> [Required action]
Exactly as given, reproduce the records in full.

Entries taken from a collection:
__________
//! HKDF-SHA512 key derivation for handshake and session keys.

use hap_core::error::CryptoError;

use hkdf::Hkdf;
use sha2::Sha512;

/// Derive key using HKDF-SHA512.
///
/// # Arguments
/// * `ikm` - Input key material
/// * `salt` - Salt value (can be empty)
/// * `info` - Context/application-specific info
/// * `length` - Desired output length in bytes
pub fn derive_key(
    ikm: &[u8],
    salt: &[u8],
    info: &[u8],
    length: usize,
) -> Result<Vec<u8>, CryptoError> {
    let hk = Hkdf::<Sha512>::new(Some(salt), ikm);
    let mut okm = vec![0u8; length];
    hk.expand(info, &mut okm)
        .map_err(|_| CryptoError::KeyDerivation("HKDF expand failed".to_string()))?;
    Ok(okm)
}

/// Derive a 32-byte key.
pub fn derive(ikm: &[u8], salt: &[u8], info: &[u8]) -> Result<[u8; 32], CryptoError> {
    let hk = Hkdf::<Sha512>::new(Some(salt), ikm);
    let mut okm = [0u8; 32];
    hk.expand(info, &mut okm)
        .map_err(|_| CryptoError::KeyDerivation("HKDF expand failed".to_string()))?;
    Ok(okm)
}

/// Well-known salt and info strings.
pub mod constants {
    pub const PAIR_SETUP_ENCRYPT_SALT: &[u8] = b"Pair-Setup-Encrypt-Salt";
    pub const PAIR_SETUP_ENCRYPT_INFO: &[u8] = b"Pair-Setup-Encrypt-Info";

    pub const PAIR_SETUP_CONTROLLER_SIGN_SALT: &[u8] = b"Pair-Setup-Controller-Sign-Salt";
    pub const PAIR_SETUP_CONTROLLER_SIGN_INFO: &[u8] = b"Pair-Setup-Controller-Sign-Info";

    pub const PAIR_SETUP_ACCESSORY_SIGN_SALT: &[u8] = b"Pair-Setup-Accessory-Sign-Salt";
    pub const PAIR_SETUP_ACCESSORY_SIGN_INFO: &[u8] = b"Pair-Setup-Accessory-Sign-Info";

    pub const PAIR_VERIFY_ENCRYPT_SALT: &[u8] = b"Pair-Verify-Encrypt-Salt";
    pub const PAIR_VERIFY_ENCRYPT_INFO: &[u8] = b"Pair-Verify-Encrypt-Info";

    pub const CONTROL_SALT: &[u8] = b"Control-Salt";
    /// Controller writes, accessory reads.
    pub const CONTROL_WRITE_KEY_INFO: &[u8] = b"Control-Write-Encryption-Key";
    /// Accessory writes, controller reads.
    pub const CONTROL_READ_KEY_INFO: &[u8] = b"Control-Read-Encryption-Key";
}

/// Derive pair-setup M5/M6 encryption key from the SRP session key.
pub fn derive_pair_setup_key(shared_secret: &[u8]) -> Result<[u8; 32], CryptoError> {
    derive(
        shared_secret,
        constants::PAIR_SETUP_ENCRYPT_SALT,
        constants::PAIR_SETUP_ENCRYPT_INFO,
    )
}

/// Derive the controller signing prefix (iOSDeviceX).
pub fn derive_controller_sign_key(shared_secret: &[u8]) -> Result<[u8; 32], CryptoError> {
    derive(
        shared_secret,
        constants::PAIR_SETUP_CONTROLLER_SIGN_SALT,
        constants::PAIR_SETUP_CONTROLLER_SIGN_INFO,
    )
}

/// Derive the accessory signing prefix (AccessoryX).
pub fn derive_accessory_sign_key(shared_secret: &[u8]) -> Result<[u8; 32], CryptoError> {
    derive(
        shared_secret,
        constants::PAIR_SETUP_ACCESSORY_SIGN_SALT,
        constants::PAIR_SETUP_ACCESSORY_SIGN_INFO,
    )
}

/// Derive pair-verify handshake encryption key.
pub fn derive_pair_verify_key(shared_secret: &[u8]) -> Result<[u8; 32], CryptoError> {
    derive(
        shared_secret,
        constants::PAIR_VERIFY_ENCRYPT_SALT,
        constants::PAIR_VERIFY_ENCRYPT_INFO,
    )
}

/// Derive the controller-to-accessory session key.
pub fn derive_control_write_key(shared_secret: &[u8]) -> Result<[u8; 32], CryptoError> {
    derive(
        shared_secret,
        constants::CONTROL_SALT,
        constants::CONTROL_WRITE_KEY_INFO,
    )
}

/// Derive the accessory-to-controller session key.
pub fn derive_control_read_key(shared_secret: &[u8]) -> Result<[u8; 32], CryptoError> {
    derive(
        shared_secret,
        constants::CONTROL_SALT,
        constants::CONTROL_READ_KEY_INFO,
    )
}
__________
> [Answer box]
//! HKDF-SHA512 key derivation for handshake and session keys.

use hap_core::error::CryptoError;

use hkdf::Hkdf;
use sha2::Sha512;

/// Derive key using HKDF-SHA512.
///
/// # Arguments
/// * `ikm` - Input key material
/// * `salt` - Salt value (can be empty)
/// * `info` - Context/application-specific info
/// * `length` - Desired output length in bytes
pub fn derive_key(
    ikm: &[u8],
    salt: &[u8],
    info: &[u8],
    length: usize,
) -> Result<Vec<u8>, CryptoError> {
    let hk = Hkdf::<Sha512>::new(Some(salt), ikm);
    let mut okm = vec![0u8; length];
    hk.expand(info, &mut okm)
        .map_err(|_| CryptoError::KeyDerivation("HKDF expand failed".to_string()))?;
    Ok(okm)
}

/// Derive a 32-byte key.
pub fn derive(ikm: &[u8], salt: &[u8], info: &[u8]) -> Result<[u8; 32], CryptoError> {
    let hk = Hkdf::<Sha512>::new(Some(salt), ikm);
    let mut okm = [0u8; 32];
    hk.expand(info, &mut okm)
        .map_err(|_| CryptoError::KeyDerivation("HKDF expand failed".to_string()))?;
    Ok(okm)
}

/// Well-known salt and info strings.
pub mod constants {
    pub const PAIR_SETUP_ENCRYPT_SALT: &[u8] = b"Pair-Setup-Encrypt-Salt";
    pub const PAIR_SETUP_ENCRYPT_INFO: &[u8] = b"Pair-Setup-Encrypt-Info";

    pub const PAIR_SETUP_CONTROLLER_SIGN_SALT: &[u8] = b"Pair-Setup-Controller-Sign-Salt";
    pub const PAIR_SETUP_CONTROLLER_SIGN_INFO: &[u8] = b"Pair-Setup-Controller-Sign-Info";

    pub const PAIR_SETUP_ACCESSORY_SIGN_SALT: &[u8] = b"Pair-Setup-Accessory-Sign-Salt";
    pub const PAIR_SETUP_ACCESSORY_SIGN_INFO: &[u8] = b"Pair-Setup-Accessory-Sign-Info";

    pub const PAIR_VERIFY_ENCRYPT_SALT: &[u8] = b"Pair-Verify-Encrypt-Salt";
    pub const PAIR_VERIFY_ENCRYPT_INFO: &[u8] = b"Pair-Verify-Encrypt-Info";

    pub const CONTROL_SALT: &[u8] = b"Control-Salt";
    /// Controller writes, accessory reads.
    pub const CONTROL_WRITE_KEY_INFO: &[u8] = b"Control-Write-Encryption-Key";
    /// Accessory writes, controller reads.
    pub const CONTROL_READ_KEY_INFO: &[u8] = b"Control-Read-Encryption-Key";
}

/// Derive pair-setup M5/M6 encryption key from the SRP session key.
pub fn derive_pair_setup_key(shared_secret: &[u8]) -> Result<[u8; 32], CryptoError> {
    derive(
        shared_secret,
        constants::PAIR_SETUP_ENCRYPT_SALT,
        constants::PAIR_SETUP_ENCRYPT_INFO,
    )
}

/// Derive the controller signing prefix (iOSDeviceX).
pub fn derive_controller_sign_key(shared_secret: &[u8]) -> Result<[u8; 32], CryptoError> {
    derive(
        shared_secret,
        constants::PAIR_SETUP_CONTROLLER_SIGN_SALT,
        constants::PAIR_SETUP_CONTROLLER_SIGN_INFO,
    )
}

/// Derive the accessory signing prefix (AccessoryX).
pub fn derive_accessory_sign_key(shared_secret: &[u8]) -> Result<[u8; 32], CryptoError> {
    derive(
        shared_secret,
        constants::PAIR_SETUP_ACCESSORY_SIGN_SALT,
        constants::PAIR_SETUP_ACCESSORY_SIGN_INFO,
    )
}

/// Derive pair-verify handshake encryption key.
pub fn derive_pair_verify_key(shared_secret: &[u8]) -> Result<[u8; 32], CryptoError> {
    derive(
        shared_secret,
        constants::PAIR_VERIFY_ENCRYPT_SALT,
        constants::PAIR_VERIFY_ENCRYPT_INFO,
    )
}

/// Derive the controller-to-accessory session key.
pub fn derive_control_write_key(shared_secret: &[u8]) -> Result<[u8; 32], CryptoError> {
    derive(
        shared_secret,
        constants::CONTROL_SALT,
        constants::CONTROL_WRITE_KEY_INFO,
    )
}

/// Derive the accessory-to-controller session key.
pub fn derive_control_read_key(shared_secret: &[u8]) -> Result<[u8; 32], CryptoError> {
    derive(
        shared_secret,
        constants::CONTROL_SALT,
        constants::CONTROL_READ_KEY_INFO,
    )
}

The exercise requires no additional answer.